Beltranena declines to specify where Volaris could launch services to next in the USA, but points out that the airline has plenty of room to grow. The airline estimates it has potential to add as many as 126 domestic routes and 140 international routes that it currently does not serve.

Of the 140 potential new international routes, most are in the leisure segment, says Beltranena. The airline’s US growth so far has been focused more on the visiting friends and relatives market.

In 2016, Volaris will have even more reason to expand services in the USA when a liberalised US-Mexico air transport agreement comes into effect. Beltranena says the new treaty will allow Volaris to add more flights to cities where services by Mexican carriers are currently restricted, such as Houston and New York.

Looking further ahead, Volaris also plans to add Canada and South America to its route map at some point. Beltranena declined to comment on when this would be. “We are doing one thing at a time,” he says.

The airline, however, made its first foray into Central America this year when it began services to Guatemala City in June followed by Costa Rican capital San Jose in September. The two destinations are Volaris’s first international points outside of the USA, and Beltranena indicates that the carrier could grow further in Central America.

“The decision to start Central America [flights] is kind of in phases,” he says, adding that obtaining traffic rights to operate in Central America is a process that takes time. “We strongly think that pushing the low-cost model into Central America is something that makes all the sense in the world, with the high-yield fares in Central America. We strongly think we can do a very good job there.”

With Volaris’s growth outside of Mexico, it is natural to ask Beltranena if Volaris plans to partner with a foreign carrier, especially with competitor Aeromexico’s plan to form an immunised joint venture with SkyTeam partner Delta Air Lines.
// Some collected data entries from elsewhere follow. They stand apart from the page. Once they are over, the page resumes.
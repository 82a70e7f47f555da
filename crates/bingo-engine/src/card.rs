//! Card generation and validation.
//!
//! Each column draws from its own band of fifteen numbers:
//!
//! ```text
//! col:    0      1       2       3       4
//! band:  1-15  16-30   31-45   46-60   61-75
//! ```
//!
//! The centre cell is the free cell and always holds [`FREE_CELL`].

use std::collections::HashSet;

use bingo_protocol::{FREE_CELL, GRID_SIZE, Grid};
use rand::Rng;
use rand::seq::index;

use crate::EngineError;

const BAND_WIDTH: u8 = 15;
const CENTRE: usize = GRID_SIZE / 2;

/// The inclusive number range allowed in column `col`.
pub fn column_band(col: usize) -> (u8, u8) {
    let low = col as u8 * BAND_WIDTH + 1;
    (low, low + BAND_WIDTH - 1)
}

/// Produces and checks 5×5 cards.
pub struct CardGenerator;

impl CardGenerator {
    /// Generates a random card.
    ///
    /// Every column holds five distinct numbers from its band, sorted
    /// top to bottom; the centre is then replaced by the free cell.
    pub fn generate<R: Rng + ?Sized>(rng: &mut R) -> Grid {
        let mut grid: Grid = [[0; GRID_SIZE]; GRID_SIZE];

        for col in 0..GRID_SIZE {
            let (low, _) = column_band(col);
            let mut picks: Vec<u8> = index::sample(rng, BAND_WIDTH as usize, GRID_SIZE)
                .into_iter()
                .map(|offset| low + offset as u8)
                .collect();
            picks.sort_unstable();

            for (row, value) in picks.into_iter().enumerate() {
                grid[row][col] = value;
            }
        }

        grid[CENTRE][CENTRE] = FREE_CELL;
        grid
    }

    /// Checks a player-chosen grid against the same rules generated
    /// cards follow.
    ///
    /// # Errors
    /// [`EngineError::InvalidCard`] naming the first broken rule.
    pub fn validate(grid: &Grid) -> Result<(), EngineError> {
        if grid[CENTRE][CENTRE] != FREE_CELL {
            return Err(EngineError::InvalidCard(
                "centre cell must be the free cell".into(),
            ));
        }

        let mut seen = HashSet::with_capacity(GRID_SIZE * GRID_SIZE);
        for (row, values) in grid.iter().enumerate() {
            for (col, &value) in values.iter().enumerate() {
                if row == CENTRE && col == CENTRE {
                    continue;
                }
                let (low, high) = column_band(col);
                if !(low..=high).contains(&value) {
                    return Err(EngineError::InvalidCard(format!(
                        "{value} at row {row}, column {col} is outside {low}-{high}"
                    )));
                }
                if !seen.insert(value) {
                    return Err(EngineError::InvalidCard(format!(
                        "{value} appears more than once"
                    )));
                }
            }
        }
        Ok(())
    }
}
Volaris had previously partnered with Dallas-based Southwest Airlines, in a deal that had allowed Southwest passengers to book flights to select Volaris destinations from some of Southwest’s cities. But that tie-up ended in 2013.

Beltranena says the deal had not made “economic sense” to Volaris and adds that the carriers had differing opinions on whether to share ancillary revenue. The Volaris-Southwest partnership never escalated into a full codeshare, even though both airlines had initially planned for that.

Despite Southwest’s recent growth into Mexico, Beltranena indicates that a revival of a deal with the US carrier is unlikely. “Our relationship with Gary [Kelly, Southwest chief executive] and the team is fantastic and we highly respect Southwest and they highly respect us. I think we both understand where we are at.”

Volaris remains open to partnering with other US carriers, but Beltranena cautions that the potential benefit must far outweigh any cost that the airline will bear. The airline’s existing reservations system does not have interlining or codesharing abilities, for example, and would require upgrades.

“We are open to hear about it [a partnership],” he says. “In reality, it’s a matter of cost and the percentage [of revenue] to be shared… To codeshare something with someone with fares priced as low as ours, it has to be something really big to make sense from an economic perspective.”

Beltranena has the same perspective when it comes to Volaris potentially playing a role in the consolidation of the Latin American airline industry, in which there have been several high-profile mergers over the last decade.

While Volaris is open to consolidation, Beltranena reiterates that the airline has no plans to deviate from its low-cost roots.

“It certainly has to fit with our business model. We strongly think the model is doing a great job, it’s working very well in terms of penetration of the market, it’s growing in the market,” he says. “If we do something in terms of an alliance, we would be open to it but it has to be something that at least fits with the model we are operating and can help us.”